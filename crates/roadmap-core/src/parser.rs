//! TOML assessment parser.
//!
//! Loads assessments (question bank plus stage table) from TOML files and
//! directories, and validates them.

use std::collections::{BTreeMap, HashSet};
use std::path::Path;

use anyhow::{Context, Result};
use serde::Deserialize;

use crate::error::ConfigError;
use crate::model::{Assessment, Domain, Question, QuestionBank, StageRange, StageTable};

/// Intermediate TOML structure for parsing assessment files.
#[derive(Debug, Deserialize)]
struct TomlAssessmentFile {
    assessment: TomlAssessmentHeader,
    #[serde(default)]
    stages: TomlStages,
    #[serde(default)]
    questions: Vec<TomlQuestion>,
}

#[derive(Debug, Deserialize)]
struct TomlAssessmentHeader {
    id: String,
    name: String,
    #[serde(default)]
    description: String,
}

#[derive(Debug, Deserialize)]
struct TomlStages {
    #[serde(default = "default_min_stage")]
    min: u8,
    #[serde(default = "default_max_stage")]
    max: u8,
    #[serde(default = "default_triple")]
    default: [u8; 3],
    #[serde(default)]
    domains: BTreeMap<String, [u8; 3]>,
}

impl Default for TomlStages {
    fn default() -> Self {
        Self {
            min: default_min_stage(),
            max: default_max_stage(),
            default: default_triple(),
            domains: BTreeMap::new(),
        }
    }
}

fn default_min_stage() -> u8 {
    1
}

fn default_max_stage() -> u8 {
    8
}

fn default_triple() -> [u8; 3] {
    [1, 2, 3]
}

#[derive(Debug, Deserialize)]
struct TomlQuestion {
    domain: String,
    #[serde(default = "default_weight")]
    weight: f64,
    #[serde(default)]
    prompt: String,
    options: Vec<String>,
}

fn default_weight() -> f64 {
    1.0
}

/// Parse a single TOML file into an `Assessment`.
pub fn parse_assessment(path: &Path) -> Result<Assessment> {
    let content = std::fs::read_to_string(path)
        .with_context(|| format!("failed to read assessment file: {}", path.display()))?;

    parse_assessment_str(&content, path)
}

/// Parse a TOML string into an `Assessment` (useful for testing).
pub fn parse_assessment_str(content: &str, source_path: &Path) -> Result<Assessment> {
    let parsed: TomlAssessmentFile = toml::from_str(content)
        .with_context(|| format!("failed to parse TOML: {}", source_path.display()))?;

    let questions = parsed
        .questions
        .into_iter()
        .enumerate()
        .map(|(index, q)| {
            let domain: Domain = q
                .domain
                .parse()
                .with_context(|| format!("question {index}"))?;

            let found = q.options.len();
            let options: [String; 3] = q
                .options
                .try_into()
                .map_err(|_| ConfigError::OptionCount { index, found })?;

            anyhow::ensure!(
                q.weight.is_finite() && q.weight > 0.0,
                "question {index}: weight must be a positive number, got {}",
                q.weight
            );

            Ok(Question {
                domain,
                weight: q.weight,
                prompt: q.prompt,
                options,
            })
        })
        .collect::<Result<Vec<_>>>()?;

    let domains = parsed
        .stages
        .domains
        .into_iter()
        .map(|(name, triple)| {
            let domain: Domain = name
                .parse()
                .with_context(|| format!("stage table entry `{name}`"))?;
            Ok((domain, triple))
        })
        .collect::<Result<BTreeMap<_, _>>>()?;

    Ok(Assessment {
        id: parsed.assessment.id,
        name: parsed.assessment.name,
        description: parsed.assessment.description,
        bank: QuestionBank::new(questions),
        stages: StageTable {
            range: StageRange {
                min: parsed.stages.min,
                max: parsed.stages.max,
            },
            default_stages: parsed.stages.default,
            domains,
        },
    })
}

/// Recursively load all `.toml` assessment files from a directory.
pub fn load_assessment_directory(dir: &Path) -> Result<Vec<Assessment>> {
    let mut assessments = Vec::new();

    if !dir.is_dir() {
        anyhow::bail!("not a directory: {}", dir.display());
    }

    let mut entries = std::fs::read_dir(dir)
        .with_context(|| format!("failed to read directory: {}", dir.display()))?
        .collect::<std::io::Result<Vec<_>>>()?;
    entries.sort_by_key(|e| e.path());

    for entry in entries {
        let path = entry.path();

        if path.is_dir() {
            assessments.extend(load_assessment_directory(&path)?);
        } else if path.extension().is_some_and(|ext| ext == "toml") {
            match parse_assessment(&path) {
                Ok(assessment) => assessments.push(assessment),
                Err(e) => {
                    tracing::warn!("skipping {}: {:#}", path.display(), e);
                }
            }
        }
    }

    Ok(assessments)
}

/// A warning from assessment validation.
#[derive(Debug, Clone)]
pub struct ValidationWarning {
    /// The question index (if applicable).
    pub question: Option<usize>,
    /// Warning message.
    pub message: String,
}

impl ValidationWarning {
    fn question(index: usize, message: impl Into<String>) -> Self {
        Self {
            question: Some(index),
            message: message.into(),
        }
    }

    fn general(message: impl Into<String>) -> Self {
        Self {
            question: None,
            message: message.into(),
        }
    }
}

/// Validate an assessment for common configuration mistakes.
///
/// None of these stop the engine from producing a result; they flag inputs
/// that would be silently defaulted or clamped.
pub fn validate_assessment(assessment: &Assessment) -> Vec<ValidationWarning> {
    let mut warnings = Vec::new();
    let bank = &assessment.bank;
    let stages = &assessment.stages;

    if bank.is_empty() {
        warnings.push(ValidationWarning::general("question bank is empty"));
    }

    for (index, q) in bank.iter().enumerate() {
        if !(q.weight.is_finite() && q.weight > 0.0) {
            warnings.push(ValidationWarning::question(
                index,
                format!("weight {} is not positive; the question carries no signal", q.weight),
            ));
        }
        if q.prompt.trim().is_empty() {
            warnings.push(ValidationWarning::question(index, "prompt is empty"));
        }
        if q.options.iter().any(|o| o.trim().is_empty()) {
            warnings.push(ValidationWarning::question(index, "an option label is empty"));
        }
    }

    // Duplicate prompts
    let mut seen_prompts = HashSet::new();
    for (index, q) in bank.iter().enumerate() {
        let prompt = q.prompt.trim();
        if !prompt.is_empty() && !seen_prompts.insert(prompt) {
            warnings.push(ValidationWarning::question(
                index,
                format!("duplicate prompt: {prompt}"),
            ));
        }
    }

    if stages.range.min > stages.range.max {
        warnings.push(ValidationWarning::general(format!(
            "stage range is inverted: min {} > max {}",
            stages.range.min, stages.range.max
        )));
    }

    for domain in bank.domains() {
        if !stages.domains.contains_key(&domain) {
            warnings.push(ValidationWarning::general(format!(
                "domain `{domain}` has no stage table entry; default stages {:?} will be used",
                stages.default_stages
            )));
        }
    }

    let out_of_range = |triple: &[u8; 3]| triple.iter().any(|s| !stages.range.contains(*s));
    if out_of_range(&stages.default_stages) {
        warnings.push(ValidationWarning::general(format!(
            "default stages {:?} fall outside {}..={}",
            stages.default_stages, stages.range.min, stages.range.max
        )));
    }
    for (domain, triple) in &stages.domains {
        if out_of_range(triple) {
            warnings.push(ValidationWarning::general(format!(
                "stages {triple:?} for `{domain}` fall outside {}..={}",
                stages.range.min, stages.range.max
            )));
        }
    }

    warnings
}

#[cfg(test)]
mod tests {
    use super::*;
    use std::path::PathBuf;

    const VALID_TOML: &str = r#"
[assessment]
id = "test-assessment"
name = "Test Assessment"
description = "Two domains"

[stages]
min = 1
max = 8
default = [1, 2, 3]

[stages.domains]
algorithms = [1, 4, 7]
databases = [1, 3, 5]

[[questions]]
domain = "algorithms"
weight = 1.0
prompt = "How comfortable are you analysing time complexity?"
options = ["Never heard of it", "Can do simple loops", "Amortized and recursive analysis"]

[[questions]]
domain = "databases"
weight = 2.0
prompt = "Can you design a normalized schema?"
options = ["No", "With help", "Yes"]
"#;

    #[test]
    fn parse_valid_toml() {
        let a = parse_assessment_str(VALID_TOML, &PathBuf::from("test.toml")).unwrap();
        assert_eq!(a.id, "test-assessment");
        assert_eq!(a.bank.len(), 2);
        assert_eq!(a.bank.questions[0].domain, Domain::Algorithms);
        assert_eq!(a.bank.questions[1].weight, 2.0);
        assert_eq!(a.bank.questions[1].options[2], "Yes");
        assert_eq!(a.stages.stages_for(Domain::Algorithms), [1, 4, 7]);
        assert_eq!(a.stages.range, StageRange { min: 1, max: 8 });
        assert!(validate_assessment(&a).is_empty());
    }

    #[test]
    fn parse_missing_optional_fields() {
        let toml = r#"
[assessment]
id = "minimal"
name = "Minimal"

[[questions]]
domain = "web"
options = ["a", "b", "c"]
"#;
        let a = parse_assessment_str(toml, &PathBuf::from("test.toml")).unwrap();
        assert_eq!(a.bank.questions[0].weight, 1.0);
        assert_eq!(a.stages.range, StageRange::default());
        assert_eq!(a.stages.default_stages, [1, 2, 3]);
        assert!(a.stages.domains.is_empty());
    }

    #[test]
    fn parse_rejects_unknown_domain() {
        let toml = r#"
[assessment]
id = "bad"
name = "Bad"

[[questions]]
domain = "astrology"
options = ["a", "b", "c"]
"#;
        let err = parse_assessment_str(toml, &PathBuf::from("bad.toml")).unwrap_err();
        assert!(format!("{err:#}").contains("unknown domain: astrology"));
    }

    #[test]
    fn parse_rejects_wrong_option_count() {
        let toml = r#"
[assessment]
id = "bad"
name = "Bad"

[[questions]]
domain = "math"
options = ["yes", "no"]
"#;
        let err = parse_assessment_str(toml, &PathBuf::from("bad.toml")).unwrap_err();
        assert!(err.to_string().contains("has 2 options, expected 3"));
    }

    #[test]
    fn parse_rejects_non_positive_weight() {
        let toml = r#"
[assessment]
id = "bad"
name = "Bad"

[[questions]]
domain = "math"
weight = 0.0
options = ["a", "b", "c"]
"#;
        assert!(parse_assessment_str(toml, &PathBuf::from("bad.toml")).is_err());
    }

    #[test]
    fn parse_malformed_toml() {
        let bad = "this is not [valid toml }{";
        assert!(parse_assessment_str(bad, &PathBuf::from("bad.toml")).is_err());
    }

    #[test]
    fn validate_flags_missing_stage_entries_and_duplicates() {
        let toml = r#"
[assessment]
id = "warn"
name = "Warn"

[stages]
default = [1, 2, 9]

[[questions]]
domain = "systems"
prompt = "Same"
options = ["a", "b", "c"]

[[questions]]
domain = "systems"
prompt = "Same"
options = ["a", " ", "c"]
"#;
        let a = parse_assessment_str(toml, &PathBuf::from("warn.toml")).unwrap();
        let warnings = validate_assessment(&a);
        assert!(warnings.iter().any(|w| w.message.contains("duplicate prompt")));
        assert!(warnings.iter().any(|w| w.message.contains("no stage table entry")));
        assert!(warnings.iter().any(|w| w.message.contains("option label is empty")));
        assert!(warnings.iter().any(|w| w.message.contains("default stages")));
    }

    #[test]
    fn validate_flags_empty_bank_and_inverted_range() {
        let toml = r#"
[assessment]
id = "empty"
name = "Empty"

[stages]
min = 6
max = 2
default = [2, 3, 4]
"#;
        let a = parse_assessment_str(toml, &PathBuf::from("empty.toml")).unwrap();
        let warnings = validate_assessment(&a);
        assert!(warnings.iter().any(|w| w.message.contains("empty")));
        assert!(warnings.iter().any(|w| w.message.contains("inverted")));
    }

    #[test]
    fn load_directory() {
        let dir = tempfile::tempdir().unwrap();
        std::fs::write(dir.path().join("a.toml"), VALID_TOML).unwrap();
        std::fs::write(dir.path().join("broken.toml"), "not = [valid").unwrap();
        std::fs::write(dir.path().join("notes.txt"), "ignored").unwrap();

        let assessments = load_assessment_directory(dir.path()).unwrap();
        assert_eq!(assessments.len(), 1);
        assert_eq!(assessments[0].id, "test-assessment");
    }
}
##########
_Work request_. Please copy out each line of the material that holds the string "fall".

_Reply to the task_.
            "default stages {:?} fall outside {}..={}",
                "stages {triple:?} for `{domain}` fall outside {}..={}",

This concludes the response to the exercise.